-- Opening Marker --

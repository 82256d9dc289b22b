//! Application configuration.
//!
//! Values are layered: profile defaults, then the optional TOML file, then
//! `TCGTRACKER_*` environment variables, then command-line flags.

use clap::ValueEnum;
use serde::Deserialize;
use std::net::SocketAddr;
use std::path::{Path, PathBuf};
use std::str::FromStr;
use tcgtracker_json::{paths, StoreConfig, DEFAULT_MAX_BACKUPS};

pub mod loader;

pub use loader::load_config;

const DAY_SECS: u64 = 24 * 60 * 60;

#[derive(Debug, Clone, Copy, Default, PartialEq, Eq, Deserialize, ValueEnum)]
#[serde(rename_all = "lowercase")]
pub enum Profile {
    #[default]
    Development,
    Production,
    Testing,
}

impl FromStr for Profile {
    type Err = anyhow::Error;

    fn from_str(s: &str) -> Result<Self, Self::Err> {
        match s.trim().to_lowercase().as_str() {
            "development" | "dev" => Ok(Profile::Development),
            "production" | "prod" => Ok(Profile::Production),
            "testing" | "test" => Ok(Profile::Testing),
            other => anyhow::bail!("unknown profile {other:?} (expected development, production or testing)"),
        }
    }
}

#[derive(Debug, Clone, Copy, Default, PartialEq, Eq, Deserialize)]
#[serde(rename_all = "lowercase")]
pub enum LogFormat {
    #[default]
    Pretty,
    Json,
}

#[derive(Debug, Clone)]
pub struct AppConfig {
    pub profile: Profile,
    pub store: StoreSettings,
    pub maintenance: MaintenanceSettings,
    pub logging: LoggingSettings,
    pub server: ServerSettings,
}

#[derive(Debug, Clone)]
pub struct StoreSettings {
    pub data_file: PathBuf,
    pub backup_dir: PathBuf,
    pub max_backups: usize,
    pub seed_sample_data: bool,
}

/// Intervals in seconds; 0 disables the task.
#[derive(Debug, Clone, PartialEq, Eq)]
pub struct MaintenanceSettings {
    pub auto_save_secs: u64,
    pub auto_backup_secs: u64,
}

#[derive(Debug, Clone)]
pub struct LoggingSettings {
    pub level: String,
    pub format: LogFormat,
}

#[derive(Debug, Clone)]
pub struct ServerSettings {
    pub bind_addr: SocketAddr,
    pub cors_origins: Vec<String>,
}

impl AppConfig {
    /// Defaults for `profile` with data kept under `root`.
    pub fn for_profile(profile: Profile, root: &Path) -> Self {
        let (data_name, auto_save_secs, level, format) = match profile {
            Profile::Development => (paths::DATA_FILE_NAME, 10, "debug", LogFormat::Pretty),
            Profile::Production => (paths::DATA_FILE_NAME, 60, "info", LogFormat::Json),
            Profile::Testing => ("tcgtracker-test.json", 1, "debug", LogFormat::Pretty),
        };
        let (data_file, backup_dir) = paths::store_paths(root, data_name);
        Self {
            profile,
            store: StoreSettings {
                data_file,
                backup_dir,
                max_backups: DEFAULT_MAX_BACKUPS,
                seed_sample_data: false,
            },
            maintenance: MaintenanceSettings {
                auto_save_secs,
                auto_backup_secs: DAY_SECS,
            },
            logging: LoggingSettings {
                level: level.to_string(),
                format,
            },
            server: ServerSettings {
                bind_addr: SocketAddr::from(([127, 0, 0, 1], 5000)),
                cors_origins: vec![
                    "http://localhost:3000".to_string(),
                    "http://127.0.0.1:3000".to_string(),
                ],
            },
        }
    }

    pub fn store_config(&self) -> StoreConfig {
        StoreConfig::new(&self.store.data_file, &self.store.backup_dir)
            .with_max_backups(self.store.max_backups)
            .with_sample_data(self.store.seed_sample_data)
    }
}
//! SQLite backend for the reqdesk request store.
//!
//! Wraps [`tokio_rusqlite`] so all database access runs on a dedicated thread
//! without blocking the async runtime.

mod encode;
mod schema;
mod store;

pub mod error;

pub use error::{Error, Result};
pub use store::SqliteStore;
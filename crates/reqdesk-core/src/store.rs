//! The `RequestStore` trait.
//!
//! The trait is implemented by storage backends (e.g. `reqdesk-store-sqlite`).
//! The engine and the front ends depend on this abstraction, not on any
//! concrete backend.

use std::future::Future;

use crate::{
  request::{NewRequest, Request, RequestId, Status},
  user::{ActorIdentity, User, UserId},
};

/// Abstraction over a reqdesk storage backend.
///
/// Every write is a single atomic statement (or one transaction for the
/// batch delete). Status-changing writes are compare-and-swap on the status
/// the caller last observed, so a transition that lost a race is reported as
/// `false` instead of silently overwriting the winner.
///
/// All methods return `Send` futures so the trait can be used in multi-threaded
/// async runtimes (e.g. tokio with `axum`).
pub trait RequestStore: Send + Sync {
  type Error: std::error::Error + Send + Sync + 'static;

  // ── Users ─────────────────────────────────────────────────────────────

  /// Return the user for `identity`, creating a non-admin record on first
  /// contact.
  fn ensure_user(
    &self,
    identity: ActorIdentity,
  ) -> impl Future<Output = Result<User, Self::Error>> + Send + '_;

  fn find_user(
    &self,
    external_id: i64,
  ) -> impl Future<Output = Result<Option<User>, Self::Error>> + Send + '_;

  fn get_user(
    &self,
    user_id: UserId,
  ) -> impl Future<Output = Result<Option<User>, Self::Error>> + Send + '_;

  /// Set the admin flag, creating the user if needed. A supplied handle
  /// replaces the stored one.
  fn grant_admin(
    &self,
    identity: ActorIdentity,
  ) -> impl Future<Output = Result<User, Self::Error>> + Send + '_;

  /// Clear the admin flag. Returns `None` if no such user exists.
  fn revoke_admin(
    &self,
    external_id: i64,
  ) -> impl Future<Output = Result<Option<User>, Self::Error>> + Send + '_;

  fn list_admins(&self) -> impl Future<Output = Result<Vec<User>, Self::Error>> + Send + '_;

  // ── Requests ──────────────────────────────────────────────────────────

  /// Persist a new request in [`Status::New`]. Timestamps are set by the
  /// store.
  fn insert_request(
    &self,
    creator: UserId,
    input: NewRequest,
  ) -> impl Future<Output = Result<Request, Self::Error>> + Send + '_;

  fn get_request(
    &self,
    id: RequestId,
  ) -> impl Future<Output = Result<Option<Request>, Self::Error>> + Send + '_;

  /// All non-deleted requests whose status is one of `statuses`, in id order.
  fn list_by_status<'a>(
    &'a self,
    statuses: &'a [Status],
  ) -> impl Future<Output = Result<Vec<Request>, Self::Error>> + Send + 'a;

  /// Every completed or cancelled request, soft-deleted rows included, in
  /// id order.
  fn list_finished_all(&self) -> impl Future<Output = Result<Vec<Request>, Self::Error>> + Send + '_;

  /// Overwrite the mutable columns of `request` if its stored status is
  /// still `expected`. Returns whether a row was written.
  fn update_request<'a>(
    &'a self,
    expected: Status,
    request: &'a Request,
  ) -> impl Future<Output = Result<bool, Self::Error>> + Send + 'a;

  /// Permanently delete a request if its stored status is still `expected`.
  fn delete_request(
    &self,
    id: RequestId,
    expected: Status,
  ) -> impl Future<Output = Result<bool, Self::Error>> + Send + '_;

  /// Permanently delete every listed request that is still completed or
  /// cancelled, in one transaction. Rows that became active again are kept.
  /// Returns the number of rows removed.
  fn delete_requests<'a>(
    &'a self,
    ids: &'a [RequestId],
  ) -> impl Future<Output = Result<usize, Self::Error>> + Send + 'a;
}
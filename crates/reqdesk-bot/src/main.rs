//! reqdesk-bot server binary.
//!
//! Reads `config.toml` (or the path given with `--config`) layered under
//! `REQDESK_*` environment variables, opens the SQLite store, runs one
//! retention sweep and serves the gateway endpoints over HTTP.
//!
//! # Password hash generation
//!
//! To generate the argon2 PHC string for `gateway_password_hash`:
//!
//! ```
//! cargo run -p reqdesk-bot -- --hash-password
//! ```

use std::path::{Path, PathBuf};

use anyhow::Context as _;
use argon2::{Argon2, PasswordHasher, password_hash::SaltString};
use chrono::Utc;
use clap::Parser;
use rand_core::OsRng;
use reqdesk_bot::{AppState, BotConfig};
use reqdesk_store_sqlite::SqliteStore;
use tokio::net::TcpListener;
use tracing::level_filters::LevelFilter;
use tracing_subscriber::EnvFilter;

#[derive(Parser)]
#[command(author, version, about = "reqdesk equipment request bot")]
struct Cli {
  /// Path to the TOML configuration file.
  #[arg(short, long, default_value = "config.toml")]
  config: PathBuf,

  /// Print the argon2 hash for a password entered on stdin and exit.
  #[arg(long)]
  hash_password: bool,
}

#[tokio::main]
async fn main() -> anyhow::Result<()> {
  tracing_subscriber::fmt()
    .with_env_filter(
      EnvFilter::builder()
        .with_default_directive(LevelFilter::INFO.into())
        .from_env_lossy(),
    )
    .init();

  let cli = Cli::parse();

  if cli.hash_password {
    let password = read_password()?;
    let salt = SaltString::generate(&mut OsRng);
    let hash = Argon2::default()
      .hash_password(password.as_bytes(), &salt)
      .map_err(|e| anyhow::anyhow!("argon2 error: {e}"))?
      .to_string();
    println!("{hash}");
    return Ok(());
  }

  let settings = config::Config::builder()
    .add_source(config::File::from(cli.config).required(false))
    .add_source(config::Environment::with_prefix("REQDESK"))
    .build()
    .context("failed to read config file")?;

  let bot_cfg: BotConfig = settings
    .try_deserialize()
    .context("failed to deserialise BotConfig")?;

  let store_path = expand_tilde(&bot_cfg.store_path);
  let store = SqliteStore::open(&store_path)
    .await
    .with_context(|| format!("failed to open store at {store_path:?}"))?;

  let address = format!("{}:{}", bot_cfg.host, bot_cfg.port);
  let state = AppState::new(store, bot_cfg);

  match state.engine.purge_expired(Utc::now()).await {
    Ok(removed) => tracing::info!(removed, "startup retention sweep complete"),
    Err(e) => tracing::error!(error = %e, "startup retention sweep failed"),
  }

  let app = reqdesk_bot::router(state);

  tracing::info!("Listening on http://{address}");
  let listener = TcpListener::bind(&address)
    .await
    .with_context(|| format!("failed to bind {address}"))?;

  axum::serve(listener, app).await.context("server error")?;

  Ok(())
}

fn read_password() -> anyhow::Result<String> {
  use std::io::{self, BufRead, Write};
  print!("Password: ");
  io::stdout().flush().ok();
  let mut line = String::new();
  io::stdin().lock().read_line(&mut line)?;
  Ok(line.trim_end_matches(['\n', '\r']).to_owned())
}

/// Expand a leading `~` to the user's home directory.
fn expand_tilde(path: &Path) -> PathBuf {
  let s = path.to_string_lossy();
  if let Some(rest) = s.strip_prefix("~/")
    && let Ok(home) = std::env::var("HOME")
  {
    return PathBuf::from(home).join(rest);
  }
  path.to_path_buf()
}
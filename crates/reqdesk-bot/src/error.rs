//! HTTP error type and axum `IntoResponse` implementation.
//!
//! Engine failures inside an event are turned into reply text by the
//! dispatcher; only transport-level problems surface here.

use axum::{
  Json,
  http::{HeaderValue, StatusCode, header},
  response::{IntoResponse, Response},
};
use serde_json::json;
use thiserror::Error;

#[derive(Debug, Error)]
pub enum Error {
  #[error("unauthorized")]
  Unauthorized,
  #[error("bad request: {0}")]
  BadRequest(String),
  #[error(transparent)]
  Core(#[from] reqdesk_core::Error),
}

impl IntoResponse for Error {
  fn into_response(self) -> Response {
    match self {
      Error::Unauthorized => {
        let mut res = (StatusCode::UNAUTHORIZED, Json(json!({ "error": "unauthorized" })))
          .into_response();
        res.headers_mut().insert(
          header::WWW_AUTHENTICATE,
          HeaderValue::from_static("Basic realm=\"reqdesk\""),
        );
        res
      }
      Error::BadRequest(msg) => (StatusCode::BAD_REQUEST, Json(json!({ "error": msg }))).into_response(),
      Error::Core(e) => {
        tracing::error!(error = %e, "request failed");
        (
          StatusCode::INTERNAL_SERVER_ERROR,
          Json(json!({ "error": "internal error" })),
        )
          .into_response()
      }
    }
  }
}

-- Closing Marker --

| What you need to do |
What is needed is every line from the data above that includes the string "usize", copied out.

| Response area |
    pub max_backups: usize,
  ) -> impl Future<Output = Result<usize, Self::Error>> + Send + 'a;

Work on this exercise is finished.